## ABOUT THIS TASK
Each line that has the string "transform" must be copied from the records below.

Saved entries:
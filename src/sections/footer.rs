use yew::prelude::*;

use crate::content::{BRAND, FOOTER_COLUMNS, LEGAL_LINKS, SOCIAL_LINKS};
use crate::hooks::reveal::{use_reveal, RevealGroup};
use crate::motion::reveal::RevealSpec;

const RISE: RevealSpec = RevealSpec::rise_in_view(20.0).stagger(0.1, 0.2);

pub(crate) const COLUMNS: RevealGroup = RevealGroup::children("footer.columns", RISE);
pub(crate) const NEWSLETTER: RevealGroup = RevealGroup::itself("footer.newsletter", RISE);
pub(crate) const BOTTOM_BAR: RevealGroup = RevealGroup::children("footer.bottom", RISE);

#[function_component(Footer)]
pub fn footer() -> Html {
    let columns_ref = use_node_ref();
    let newsletter_ref = use_node_ref();
    let bottom_ref = use_node_ref();

    use_reveal(&columns_ref, COLUMNS);
    use_reveal(&newsletter_ref, NEWSLETTER);
    use_reveal(&bottom_ref, BOTTOM_BAR);

    html! {
        <footer id="contact" class="site-footer">
            <style>
                {r#"
                    .site-footer {
                        background: #111827;
                        color: #d1d5db;
                        padding: 4rem 0 2rem;
                    }
                    .footer-grid {
                        display: grid;
                        grid-template-columns: 1fr;
                        gap: 2rem;
                        margin-bottom: 3rem;
                    }
                    .footer-brand p {
                        color: #9ca3af;
                        margin: 1rem 0 1.5rem;
                        max-width: 20rem;
                    }
                    .footer-brand .brand-name {
                        color: #fff;
                    }
                    .socials {
                        display: flex;
                        gap: 0.75rem;
                    }
                    .social {
                        width: 2.5rem;
                        height: 2.5rem;
                        border-radius: 0.5rem;
                        background: #1f2937;
                        color: #fff;
                        display: flex;
                        align-items: center;
                        justify-content: center;
                        text-decoration: none;
                        font-weight: 600;
                        transition: transform 0.2s ease, background 0.2s ease;
                    }
                    .social:hover {
                        transform: translateY(-3px);
                        background: linear-gradient(90deg, #3b82f6, #9333ea);
                    }
                    .footer-column h4 {
                        color: #fff;
                        font-weight: 600;
                        margin-bottom: 1rem;
                    }
                    .footer-column ul {
                        list-style: none;
                        padding: 0;
                        display: flex;
                        flex-direction: column;
                        gap: 0.5rem;
                    }
                    .footer-column a, .legal a {
                        color: #9ca3af;
                        text-decoration: none;
                        display: inline-block;
                        transition: color 0.2s ease, transform 0.2s ease;
                    }
                    .footer-column a:hover, .legal a:hover {
                        color: #fff;
                        transform: translateX(4px);
                    }
                    .newsletter {
                        display: flex;
                        flex-direction: column;
                        gap: 1rem;
                        padding: 2rem 0;
                        border-top: 1px solid #1f2937;
                    }
                    .newsletter h4 {
                        color: #fff;
                        font-weight: 600;
                    }
                    .newsletter-form {
                        display: flex;
                        gap: 0.5rem;
                    }
                    .newsletter-form input {
                        flex: 1;
                        padding: 0.75rem 1rem;
                        border-radius: 0.5rem;
                        border: 1px solid #374151;
                        background: #1f2937;
                        color: #fff;
                    }
                    .newsletter-form button {
                        padding: 0.75rem 1.5rem;
                        border: none;
                        border-radius: 0.5rem;
                        color: #fff;
                        font-weight: 600;
                        background: linear-gradient(90deg, #3b82f6, #9333ea);
                        cursor: pointer;
                    }
                    .footer-bottom {
                        display: flex;
                        flex-direction: column;
                        gap: 1rem;
                        justify-content: space-between;
                        align-items: center;
                        padding-top: 2rem;
                        border-top: 1px solid #1f2937;
                        font-size: 0.875rem;
                        color: #6b7280;
                    }
                    .legal {
                        display: flex;
                        gap: 1.5rem;
                    }
                    @media (min-width: 768px) {
                        .footer-grid {
                            grid-template-columns: 2fr repeat(4, 1fr);
                        }
                        .newsletter {
                            flex-direction: row;
                            justify-content: space-between;
                            align-items: center;
                        }
                        .footer-bottom {
                            flex-direction: row;
                        }
                    }
                "#}
            </style>
            <div class="container">
                <div ref={columns_ref} class="footer-grid">
                    <div class="footer-brand">
                        <div class="brand">
                            <div class="brand-mark">{"P"}</div>
                            <span class="brand-name">{BRAND}</span>
                        </div>
                        <p>{"The all-in-one platform for developers to build, showcase and share their portfolio."}</p>
                        <div class="socials">
                            { for SOCIAL_LINKS.iter().map(|social| html! {
                                <a key={social.name} class="social" href={social.href} title={social.name}>
                                    {social.icon}
                                </a>
                            }) }
                        </div>
                    </div>
                    { for FOOTER_COLUMNS.iter().map(|column| html! {
                        <div key={column.category} class="footer-column">
                            <h4>{column.category}</h4>
                            <ul>
                                { for column.links.iter().map(|link| html! {
                                    <li key={*link}><a href="#">{*link}</a></li>
                                }) }
                            </ul>
                        </div>
                    }) }
                </div>

                // Decorative only: nothing is submitted
                <div ref={newsletter_ref} class="newsletter">
                    <div>
                        <h4>{"Stay in the loop"}</h4>
                        <p>{"Product updates and portfolio tips, once a month."}</p>
                    </div>
                    <div class="newsletter-form">
                        <input type="email" placeholder="Enter your email" />
                        <button>{"Subscribe"}</button>
                    </div>
                </div>

                <div ref={bottom_ref} class="footer-bottom">
                    <span>{format!("© 2024 {}. All rights reserved.", BRAND)}</span>
                    <div class="legal">
                        { for LEGAL_LINKS.iter().map(|link| html! {
                            <a key={*link} href="#">{*link}</a>
                        }) }
                    </div>
                </div>
            </div>
        </footer>
    }
}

## OUTPUT BELOW
                        transition: transform 0.2s ease, background 0.2s ease;
                        transform: translateY(-3px);
                        transition: color 0.2s ease, transform 0.2s ease;
                        transform: translateX(4px);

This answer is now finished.